#### Requirement
Starting at the first line of the entries below, output every line exactly, up to and including the line with "pub const WHITE: Rgb<u8>".

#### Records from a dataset
::::::
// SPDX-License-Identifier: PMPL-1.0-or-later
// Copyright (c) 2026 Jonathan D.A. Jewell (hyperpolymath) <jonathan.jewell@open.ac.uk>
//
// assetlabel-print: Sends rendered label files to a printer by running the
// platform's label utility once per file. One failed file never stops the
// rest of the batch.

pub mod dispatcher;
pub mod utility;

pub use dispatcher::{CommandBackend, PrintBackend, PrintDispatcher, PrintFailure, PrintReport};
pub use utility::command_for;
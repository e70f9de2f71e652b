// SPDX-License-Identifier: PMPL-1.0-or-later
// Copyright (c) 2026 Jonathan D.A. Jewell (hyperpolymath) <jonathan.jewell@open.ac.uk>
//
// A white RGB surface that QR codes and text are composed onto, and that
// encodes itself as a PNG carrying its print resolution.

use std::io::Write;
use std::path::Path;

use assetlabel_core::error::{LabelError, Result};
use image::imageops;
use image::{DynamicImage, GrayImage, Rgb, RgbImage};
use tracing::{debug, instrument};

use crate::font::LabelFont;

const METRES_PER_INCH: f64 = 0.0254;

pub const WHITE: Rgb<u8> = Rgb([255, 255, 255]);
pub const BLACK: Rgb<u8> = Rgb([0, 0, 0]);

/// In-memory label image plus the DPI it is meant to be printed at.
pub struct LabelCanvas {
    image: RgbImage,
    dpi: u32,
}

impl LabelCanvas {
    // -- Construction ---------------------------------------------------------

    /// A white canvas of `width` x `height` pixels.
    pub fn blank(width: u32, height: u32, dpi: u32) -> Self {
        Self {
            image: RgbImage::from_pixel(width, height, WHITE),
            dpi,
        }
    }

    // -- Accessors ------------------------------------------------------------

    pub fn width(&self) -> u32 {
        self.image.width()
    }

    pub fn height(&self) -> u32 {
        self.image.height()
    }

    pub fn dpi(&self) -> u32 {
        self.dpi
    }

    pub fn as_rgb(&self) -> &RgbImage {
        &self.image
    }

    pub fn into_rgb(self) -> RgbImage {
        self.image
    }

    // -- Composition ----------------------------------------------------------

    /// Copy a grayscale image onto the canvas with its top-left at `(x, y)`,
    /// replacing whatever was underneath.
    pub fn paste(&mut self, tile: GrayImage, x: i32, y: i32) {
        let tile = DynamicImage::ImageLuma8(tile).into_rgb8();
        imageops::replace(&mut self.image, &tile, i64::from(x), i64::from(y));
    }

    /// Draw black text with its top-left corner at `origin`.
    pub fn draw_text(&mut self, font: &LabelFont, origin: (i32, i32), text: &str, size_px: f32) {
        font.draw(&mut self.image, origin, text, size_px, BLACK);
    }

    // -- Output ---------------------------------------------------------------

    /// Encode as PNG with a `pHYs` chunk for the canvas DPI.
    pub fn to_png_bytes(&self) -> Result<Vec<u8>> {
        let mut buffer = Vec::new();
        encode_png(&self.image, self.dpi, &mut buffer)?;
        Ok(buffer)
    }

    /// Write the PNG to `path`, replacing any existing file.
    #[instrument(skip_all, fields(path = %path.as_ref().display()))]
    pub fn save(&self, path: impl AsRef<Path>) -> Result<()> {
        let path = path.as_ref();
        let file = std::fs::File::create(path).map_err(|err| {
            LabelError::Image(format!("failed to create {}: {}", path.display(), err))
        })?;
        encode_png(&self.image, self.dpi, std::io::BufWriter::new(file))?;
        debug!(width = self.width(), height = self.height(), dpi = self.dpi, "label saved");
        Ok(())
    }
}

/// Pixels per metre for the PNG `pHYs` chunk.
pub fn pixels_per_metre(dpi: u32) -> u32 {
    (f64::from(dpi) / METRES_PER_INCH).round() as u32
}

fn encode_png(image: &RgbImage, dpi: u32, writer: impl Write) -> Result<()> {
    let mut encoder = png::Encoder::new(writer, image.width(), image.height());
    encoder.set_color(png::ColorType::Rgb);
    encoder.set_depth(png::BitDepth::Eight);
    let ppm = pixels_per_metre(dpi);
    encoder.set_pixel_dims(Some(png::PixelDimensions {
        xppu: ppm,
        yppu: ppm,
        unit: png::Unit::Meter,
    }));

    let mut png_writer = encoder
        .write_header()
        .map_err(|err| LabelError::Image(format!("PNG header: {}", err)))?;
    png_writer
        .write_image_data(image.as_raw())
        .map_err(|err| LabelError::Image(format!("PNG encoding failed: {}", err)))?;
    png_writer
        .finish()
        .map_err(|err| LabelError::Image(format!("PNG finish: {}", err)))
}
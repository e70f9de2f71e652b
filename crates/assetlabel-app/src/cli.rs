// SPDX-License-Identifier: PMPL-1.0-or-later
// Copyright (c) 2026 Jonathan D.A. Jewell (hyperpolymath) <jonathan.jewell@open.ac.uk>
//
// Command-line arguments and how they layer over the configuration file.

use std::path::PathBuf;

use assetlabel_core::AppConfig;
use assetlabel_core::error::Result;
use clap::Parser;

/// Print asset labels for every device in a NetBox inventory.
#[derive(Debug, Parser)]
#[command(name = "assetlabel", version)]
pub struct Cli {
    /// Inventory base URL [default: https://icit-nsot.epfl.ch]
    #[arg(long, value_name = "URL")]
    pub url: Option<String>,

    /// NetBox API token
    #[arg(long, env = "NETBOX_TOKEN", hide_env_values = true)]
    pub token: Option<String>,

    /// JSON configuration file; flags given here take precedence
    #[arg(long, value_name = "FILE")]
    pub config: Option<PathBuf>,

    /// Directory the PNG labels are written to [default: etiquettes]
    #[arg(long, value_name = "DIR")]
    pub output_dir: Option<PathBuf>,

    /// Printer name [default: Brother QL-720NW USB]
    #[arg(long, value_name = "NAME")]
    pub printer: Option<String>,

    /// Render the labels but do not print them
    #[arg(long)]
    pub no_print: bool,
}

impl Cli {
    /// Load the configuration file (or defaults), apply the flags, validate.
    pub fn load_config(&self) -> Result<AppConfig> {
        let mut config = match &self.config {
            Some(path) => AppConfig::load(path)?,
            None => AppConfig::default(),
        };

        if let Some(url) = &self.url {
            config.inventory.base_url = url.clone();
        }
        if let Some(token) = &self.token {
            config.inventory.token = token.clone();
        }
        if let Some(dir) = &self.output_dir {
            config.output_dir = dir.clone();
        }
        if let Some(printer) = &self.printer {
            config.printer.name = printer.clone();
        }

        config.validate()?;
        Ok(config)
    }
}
::::::
#### Response to the task
// SPDX-License-Identifier: PMPL-1.0-or-later
// Copyright (c) 2026 Jonathan D.A. Jewell (hyperpolymath) <jonathan.jewell@open.ac.uk>
//
// assetlabel-print: Sends rendered label files to a printer by running the
// platform's label utility once per file. One failed file never stops the
// rest of the batch.

pub mod dispatcher;
pub mod utility;

pub use dispatcher::{CommandBackend, PrintBackend, PrintDispatcher, PrintFailure, PrintReport};
pub use utility::command_for;
repository e70f9de2f71e652b
// SPDX-License-Identifier: PMPL-1.0-or-later
// Copyright (c) 2026 Jonathan D.A. Jewell (hyperpolymath) <jonathan.jewell@open.ac.uk>
//
// A white RGB surface that QR codes and text are composed onto, and that
// encodes itself as a PNG carrying its print resolution.

use std::io::Write;
use std::path::Path;

use assetlabel_core::error::{LabelError, Result};
use image::imageops;
use image::{DynamicImage, GrayImage, Rgb, RgbImage};
use tracing::{debug, instrument};

use crate::font::LabelFont;

const METRES_PER_INCH: f64 = 0.0254;

pub const WHITE: Rgb<u8> = Rgb([255, 255, 255]);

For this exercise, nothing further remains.